Dr. M.-G.: Ja, insbesondere wenn Patienten nach schonenden Methoden fragen, die eine Operation ausschließen. Die Methoden zur Korrektur von multiplen Knitterfalten, die um Augen, Mund, an den Wangen, dem Hals und Dekolleté auftreten, beschränkten sich bislang auf Operationen wie Facelift oder andere invasive Eingriffe, wie ein chemisches Peeling oder Laserbehandlungen. Diese sind natürlich sehr effektiv, bergen jedoch Risiken. Andererseits haben wir Hyaluronsäurebehandlungen anzubieten, die jedoch nicht überall Anwendung finden können. Ich denke aber auch an die Behandlung von Aknenarben, Schwangerschaftsstreifen oder Haarverlust. Auch hier konnte in der Vergangenheit oft nur durch Operationen oder invasive Maßnahmen Effekte erzielt werden.

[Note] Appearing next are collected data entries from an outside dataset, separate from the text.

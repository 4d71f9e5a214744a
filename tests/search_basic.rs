use ataxxbot::board::rules::is_legal;
use ataxxbot::board::{Board, Move, Player};
use ataxxbot::search::{SearchParams, Searcher};

#[test]
fn decide_returns_legal_move_on_fresh_board() {
    let board = Board::from_sketch(&[
        "1....2",
        "......",
        "......",
        "......",
        "......",
        "2....1",
    ])
    .expect("valid sketch");
    let mut params = SearchParams::default();
    params.movetime_ms = 300;
    let mut searcher = Searcher::new(params);
    let mv = searcher
        .decide(&board, Player::P1, Player::P2)
        .expect("fresh board has moves");
    assert!(is_legal(&board, mv, Player::P1), "chose illegal move {mv}");
}

#[test]
fn decide_returns_none_for_an_eliminated_player() {
    let board = Board::from_sketch(&["....", ".2..", "..2.", "...."]).expect("valid sketch");
    let mut searcher = Searcher::default();
    assert_eq!(searcher.decide(&board, Player::P1, Player::P2), None);
}

#[test]
fn search_takes_the_eliminating_capture_at_depth_one() {
    // Duplicating into (2,2) flips every remaining opponent disc; anything
    // else leaves P2 alive.
    let board = Board::from_sketch(&["....", ".22.", ".2..", "...1"]).expect("valid sketch");
    let mut params = SearchParams::default();
    params.max_depth = 1;
    params.movetime_ms = 1_000;
    let mut searcher = Searcher::new(params);
    let result = searcher.search(&board, Player::P1, Player::P2);
    assert_eq!(result.depth, 1);
    assert_eq!(result.best, Some(Move::new((3, 3), (2, 2))));
}

#[test]
fn deeper_search_still_returns_a_legal_move() {
    let board = Board::from_sketch(&["1...2", ".....", "..#..", ".....", "2...1"])
        .expect("valid sketch");
    let mut params = SearchParams::default();
    params.max_depth = 5;
    params.movetime_ms = 500;
    let mut searcher = Searcher::new(params);
    let result = searcher.search(&board, Player::P1, Player::P2);
    let mv = result.best.expect("moves exist");
    assert!(is_legal(&board, mv, Player::P1));
    assert!(result.depth >= 1, "at least depth 1 should complete");
}

#[test]
fn root_cap_truncates_but_never_empties_the_candidate_list() {
    let board = Board::from_sketch(&["1...", "....", "....", "...2"]).expect("valid sketch");
    let mut params = SearchParams::default();
    params.max_depth = 2;
    params.movetime_ms = 500;
    params.root_cap = Some(1);
    let mut searcher = Searcher::new(params);
    let mv = searcher
        .decide(&board, Player::P1, Player::P2)
        .expect("capped root still yields a move");
    assert!(is_legal(&board, mv, Player::P1));
}
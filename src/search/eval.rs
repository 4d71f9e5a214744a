use serde::{Deserialize, Serialize};

use crate::board::rules::legal_moves;
use crate::board::{Board, Cell, Player};

/// Sentinel for an already-decided position (a player eliminated).
pub const WIN_SCORE: i32 = 1_000_000;

/// Bonus for locking the opponent out of every move while still having
/// moves ourselves. Sits between the ordinary score range and the win
/// sentinel: near-certain advantage, not yet termination.
pub const MOBILITY_LOCK: i32 = 10_000;

/// Relative weights of the three evaluation components.
#[derive(Clone, Copy, Debug, PartialEq, Eq, Serialize, Deserialize)]
pub struct Weights {
    pub disc: i32,
    pub mobility: i32,
    pub position: i32,
}

impl Weights {
    /// Opening/midgame table: centre control dominates so the engine
    /// contests the middle instead of hoarding safe edge discs.
    pub fn opening() -> Self {
        Self {
            disc: 2,
            mobility: 2,
            position: 5,
        }
    }

    /// Endgame table: raw material decides the outcome as the board fills,
    /// so positional weight drops to zero.
    pub fn endgame() -> Self {
        Self {
            disc: 10,
            mobility: 1,
            position: 0,
        }
    }
}

/// Phase-aware weight tables. The 0.5 progress threshold and the table
/// values are tunable defaults; the opening-to-endgame shift is not.
#[derive(Clone, Copy, Debug, PartialEq, Eq, Serialize, Deserialize)]
pub struct EvalConfig {
    pub opening: Weights,
    pub endgame: Weights,
}

impl Default for EvalConfig {
    fn default() -> Self {
        Self {
            opening: Weights::opening(),
            endgame: Weights::endgame(),
        }
    }
}

/// Score a position for `player`; higher is better for them.
///
/// Elimination short-circuits to the win/loss sentinels without a full
/// termination check. Otherwise the score is the phase-weighted sum of
/// disc differential, mobility differential, and centre-proximity control,
/// with the mobility-lockout bonus layered on one-sided stalemates.
pub fn evaluate(board: &Board, player: Player, opponent: Player, cfg: &EvalConfig) -> i32 {
    let own = board.disc_count(player) as i32;
    let theirs = board.disc_count(opponent) as i32;
    if own == 0 {
        return -WIN_SCORE;
    }
    if theirs == 0 {
        return WIN_SCORE;
    }

    let own_moves = legal_moves(board, player).len() as i32;
    let their_moves = legal_moves(board, opponent).len() as i32;
    if their_moves == 0 && own_moves > 0 {
        return MOBILITY_LOCK + (own - theirs);
    }
    if own_moves == 0 && their_moves > 0 {
        return -MOBILITY_LOCK + (own - theirs);
    }

    let w = if board.progress() > 0.5 {
        cfg.endgame
    } else {
        cfg.opening
    };
    w.disc * (own - theirs)
        + w.mobility * (own_moves - their_moves)
        + w.position * centre_control(board, player, opponent)
}

/// Positional control: every disc contributes `size - manhattan distance to
/// centre`, positive for `player`, negative for `opponent`.
fn centre_control(board: &Board, player: Player, opponent: Player) -> i32 {
    let n = board.size() as i32;
    let centre = n / 2;
    let mut score = 0;
    for r in 0..board.size() {
        for c in 0..board.size() {
            let dist = (r as i32 - centre).abs() + (c as i32 - centre).abs();
            match board.get(r, c) {
                Cell::Disc(p) if p == player => score += n - dist,
                Cell::Disc(p) if p == opponent => score -= n - dist,
                _ => {}
            }
        }
    }
    score
}
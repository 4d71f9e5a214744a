use std::path::PathBuf;

use anyhow::{Context, Result};
use clap::Parser;
use indicatif::ProgressBar;
use log::debug;
use rand::rngs::SmallRng;
use rand::SeedableRng;

use ataxxbot::board::rules::{apply_move, check_endgame, random_move, Endgame};
use ataxxbot::board::{Board, Player};
use ataxxbot::search::{SearchParams, Searcher};

#[derive(Parser, Debug)]
#[command(author, version, about = "Play Ataxx matches between the search engine and a random baseline", long_about = None)]
struct Args {
    /// Board side length
    #[arg(long, default_value_t = 7)]
    size: usize,

    /// Obstacle pairs placed centre-mirrored on each fresh board
    #[arg(long, default_value_t = 2)]
    obstacles: usize,

    /// Number of games to play
    #[arg(long, default_value_t = 1)]
    games: usize,

    /// Per-move time budget in milliseconds
    #[arg(long, default_value_t = 1900)]
    movetime: u64,

    /// Maximum search depth
    #[arg(long, default_value_t = 64)]
    depth: u32,

    /// RNG seed for board generation and the random opponent
    #[arg(long, default_value_t = 42)]
    seed: u64,

    /// JSON file overriding the evaluation weight tables
    #[arg(long)]
    weights: Option<PathBuf>,

    /// Pit the engine against itself instead of the random baseline
    #[arg(long)]
    selfplay: bool,
}

fn main() -> Result<()> {
    env_logger::init();
    let args = Args::parse();

    let mut params = SearchParams::default();
    params.movetime_ms = args.movetime;
    params.max_depth = args.depth;
    if let Some(path) = &args.weights {
        let text = std::fs::read_to_string(path)
            .with_context(|| format!("reading weights from {}", path.display()))?;
        params.eval = serde_json::from_str(&text).context("parsing weight tables")?;
    }

    let mut rng = SmallRng::seed_from_u64(args.seed);
    let mut p1_wins = 0usize;
    let mut p2_wins = 0usize;
    let mut draws = 0usize;

    let bar = ProgressBar::new(args.games as u64);
    for _ in 0..args.games {
        let board = Board::random_start(args.size, args.obstacles, &mut rng)?;
        let end = play_game(board, params, args.selfplay, &mut rng)?;
        if end.p1_score > end.p2_score {
            p1_wins += 1;
        } else if end.p2_score > end.p1_score {
            p2_wins += 1;
        } else {
            draws += 1;
        }
        bar.inc(1);
    }
    bar.finish_and_clear();

    println!("engine (P1) wins: {p1_wins}, opponent (P2) wins: {p2_wins}, draws: {draws}");
    Ok(())
}

/// Alternate turns until the game ends, honouring passes. The engine plays
/// P1; P2 plays uniformly random moves unless `selfplay` is set.
fn play_game(
    mut board: Board,
    params: SearchParams,
    selfplay: bool,
    rng: &mut SmallRng,
) -> Result<Endgame> {
    let mut searcher = Searcher::new(params);
    let mut side = Player::P1;
    let mut stuck = 0u32;
    loop {
        let end = check_endgame(&board);
        if end.over {
            return Ok(end);
        }
        let chosen = if side == Player::P1 || selfplay {
            searcher.decide(&board, side, side.opponent())
        } else {
            random_move(&board, side, rng)
        };
        match chosen {
            Some(mv) => {
                apply_move(&mut board, mv, side)?;
                debug!("{side:?} plays {mv}");
                stuck = 0;
            }
            None => {
                debug!("{side:?} passes");
                stuck += 1;
                if stuck >= 2 {
                    // Both sides blocked with empties left; score as it stands.
                    return Ok(check_endgame(&board));
                }
            }
        }
        side = side.opponent();
    }
}
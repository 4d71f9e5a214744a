use ataxxbot::board::rules::legal_moves;
use ataxxbot::board::{Board, Player};
use ataxxbot::perft::perft;

#[test]
fn depth_zero_is_one_leaf() {
    let board = Board::from_sketch(&["1...", "....", "....", "...2"]).expect("valid sketch");
    assert_eq!(perft(&board, Player::P1, 0), 1);
}

#[test]
fn depth_one_counts_the_legal_moves() {
    let board = Board::from_sketch(&["1...", "....", "....", "...2"]).expect("valid sketch");
    // Corner disc: 3 duplications plus 5 in-bounds jumps.
    assert_eq!(legal_moves(&board, Player::P1).len(), 8);
    assert_eq!(perft(&board, Player::P1, 1), 8);
}

#[test]
fn a_stuck_side_passes_and_consumes_a_ply() {
    let board =
        Board::from_sketch(&["1##..", "###..", "###..", ".....", "....2"]).expect("valid sketch");
    // P1 passes immediately; the leaf is reached with no move made.
    assert_eq!(perft(&board, Player::P1, 1), 1);
    // With one more ply, the count is exactly P2's mobility.
    assert_eq!(legal_moves(&board, Player::P2).len(), 7);
    assert_eq!(perft(&board, Player::P1, 2), 7);
}

#[test]
fn terminated_positions_are_leaves_at_any_depth() {
    let eliminated =
        Board::from_sketch(&["2...", "....", "....", "...2"]).expect("valid sketch");
    assert_eq!(perft(&eliminated, Player::P1, 3), 1);

    let full = Board::from_sketch(&["1122", "2211", "1212", "12#1"]).expect("valid sketch");
    assert_eq!(perft(&full, Player::P1, 3), 1);
}
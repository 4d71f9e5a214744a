use rand::seq::SliceRandom;
use rand::Rng;
use thiserror::Error;

use super::{Board, Cell, Move, Player, DUP_DIRS, JUMP_DIRS};

#[derive(Debug, Error)]
pub enum RulesError {
    /// Executing a move that fails validation is a defect in the caller's
    /// move generation, never a recoverable game condition.
    #[error("illegal move {mv} for player {player:?}")]
    IllegalMove { mv: Move, player: Player },
}

/// True iff `mv` is legal for `player`: both endpoints in bounds, the
/// destination empty, the source owned by the mover, and the displacement
/// one of the 24 duplication/jump vectors. Out-of-bounds input is a plain
/// `false`, never a panic.
pub fn is_legal(board: &Board, mv: Move, player: Player) -> bool {
    let (sr, sc) = (mv.src.0 as i32, mv.src.1 as i32);
    let (dr, dc) = (mv.dst.0 as i32, mv.dst.1 as i32);
    if !board.in_bounds(sr, sc) || !board.in_bounds(dr, dc) {
        return false;
    }
    if board.get(mv.dst.0, mv.dst.1) != Cell::Empty {
        return false;
    }
    if board.get(mv.src.0, mv.src.1) != Cell::Disc(player) {
        return false;
    }
    let delta = mv.delta();
    DUP_DIRS.iter().chain(JUMP_DIRS.iter()).any(|&d| d == delta)
}

/// Every legal move for `player`: scan the player's discs and probe all 24
/// displacement vectors from each. Output order is arbitrary; ranking is
/// the orderer's job.
pub fn legal_moves(board: &Board, player: Player) -> Vec<Move> {
    let n = board.size();
    let mut moves = Vec::new();
    for r in 0..n {
        for c in 0..n {
            if board.get(r, c) != Cell::Disc(player) {
                continue;
            }
            for &(dr, dc) in DUP_DIRS.iter().chain(JUMP_DIRS.iter()) {
                let (tr, tc) = (r as i32 + dr, c as i32 + dc);
                if board.in_bounds(tr, tc)
                    && board.get(tr as usize, tc as usize) == Cell::Empty
                {
                    moves.push(Move::new((r, c), (tr as usize, tc as usize)));
                }
            }
        }
    }
    moves
}

/// Immediate disc gain of a legal move: opponent discs captured around the
/// destination, plus one for the duplicated disc on single-step moves.
/// This is the move orderer's ranking proxy.
pub fn disc_gain(board: &Board, mv: Move, player: Player) -> i32 {
    let opponent = player.opponent();
    let mut gain = 0;
    for &(dr, dc) in DUP_DIRS.iter() {
        let (nr, nc) = (mv.dst.0 as i32 + dr, mv.dst.1 as i32 + dc);
        if board.in_bounds(nr, nc)
            && board.get(nr as usize, nc as usize) == Cell::Disc(opponent)
        {
            gain += 1;
        }
    }
    if !mv.is_jump() {
        gain += 1;
    }
    gain
}

/// Apply a move: place the mover's disc at the destination, flip every
/// opponent disc among the destination's 8 neighbours, and vacate the
/// source if the move is a jump.
///
/// An illegal move is an invariant violation; the board is left untouched
/// and the offending move is surfaced in the error.
pub fn apply_move(board: &mut Board, mv: Move, player: Player) -> Result<(), RulesError> {
    if !is_legal(board, mv, player) {
        return Err(RulesError::IllegalMove { mv, player });
    }
    board.set(mv.dst.0, mv.dst.1, Cell::Disc(player));
    let opponent = player.opponent();
    for &(dr, dc) in DUP_DIRS.iter() {
        let (nr, nc) = (mv.dst.0 as i32 + dr, mv.dst.1 as i32 + dc);
        if board.in_bounds(nr, nc)
            && board.get(nr as usize, nc as usize) == Cell::Disc(opponent)
        {
            board.set(nr as usize, nc as usize, Cell::Disc(player));
        }
    }
    if mv.is_jump() {
        board.set(mv.src.0, mv.src.1, Cell::Empty);
    }
    Ok(())
}

/// Termination state and scores, computed fresh from the board.
#[derive(Clone, Copy, Debug, PartialEq, Eq)]
pub struct Endgame {
    pub over: bool,
    pub p1_score: usize,
    pub p2_score: usize,
}

impl Endgame {
    pub fn score(&self, player: Player) -> usize {
        match player {
            Player::P1 => self.p1_score,
            Player::P2 => self.p2_score,
        }
    }
}

/// Check for termination and score the position.
///
/// An eliminated player ends the game immediately and the survivor is
/// awarded every non-obstacle cell. A board with no empty cells ends the
/// game at the literal disc counts. Otherwise the game is live and the
/// current counts serve as a heuristic signal.
pub fn check_endgame(board: &Board) -> Endgame {
    let p1 = board.disc_count(Player::P1);
    let p2 = board.disc_count(Player::P2);
    if p1 == 0 {
        return Endgame {
            over: true,
            p1_score: 0,
            p2_score: board.playable_cells(),
        };
    }
    if p2 == 0 {
        return Endgame {
            over: true,
            p1_score: board.playable_cells(),
            p2_score: 0,
        };
    }
    Endgame {
        over: board.empty_count() == 0,
        p1_score: p1,
        p2_score: p2,
    }
}

/// Uniformly random legal move, or `None` when the player must pass.
/// The baseline opponent in the driver.
pub fn random_move<R: Rng>(board: &Board, player: Player, rng: &mut R) -> Option<Move> {
    legal_moves(board, player).choose(rng).copied()
}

HAZ: Und wie heißen die neusten Alternativen?
Dr. M.-G.: Es konnte zuletzt gezeigt werden, dass durch so unterschiedliche Behandlungen wie das Micro-Needling oder die Behandlung mit aktiviertem Eigenplasma ganz beachtliche Verbesserungen im Hautbild oder der Haardichte erzielt werden können.

HAZ: Worum handelt es sich dabei?
Dr. M.-G.: Bei dem Micro-Needling wird das zu behandelnde Areal mit einer Betäubungscreme vorbehandelt, und dann mehrfach mit einer mit feinsten Nadeln gespickten Walze überrollert. Dabei entstehen hunderte vom Microverletzungen auf der Haut, die wiederum zu einer Reaktion des Immunsystems führen. Daraufhin wird ähnlich wie bei der äußerlich sichtbaren Narbenbildung nach Schnittverletzungen neues Bindegewebe gebildet. Das wiederum führt zu einem glatteren Hautbild an Augen, Mund, Wangen, Hals oder Dekolleté. Es führt aber ebenso zu weniger auffälligen Narben, speziell Aknenarben, zu schrumpfenden Schwangerschaftsstreifen und, im behaarten Bereich angewandt, zur Aktivierung von Haarwurzeln, so dass die Haare wieder dichter werden.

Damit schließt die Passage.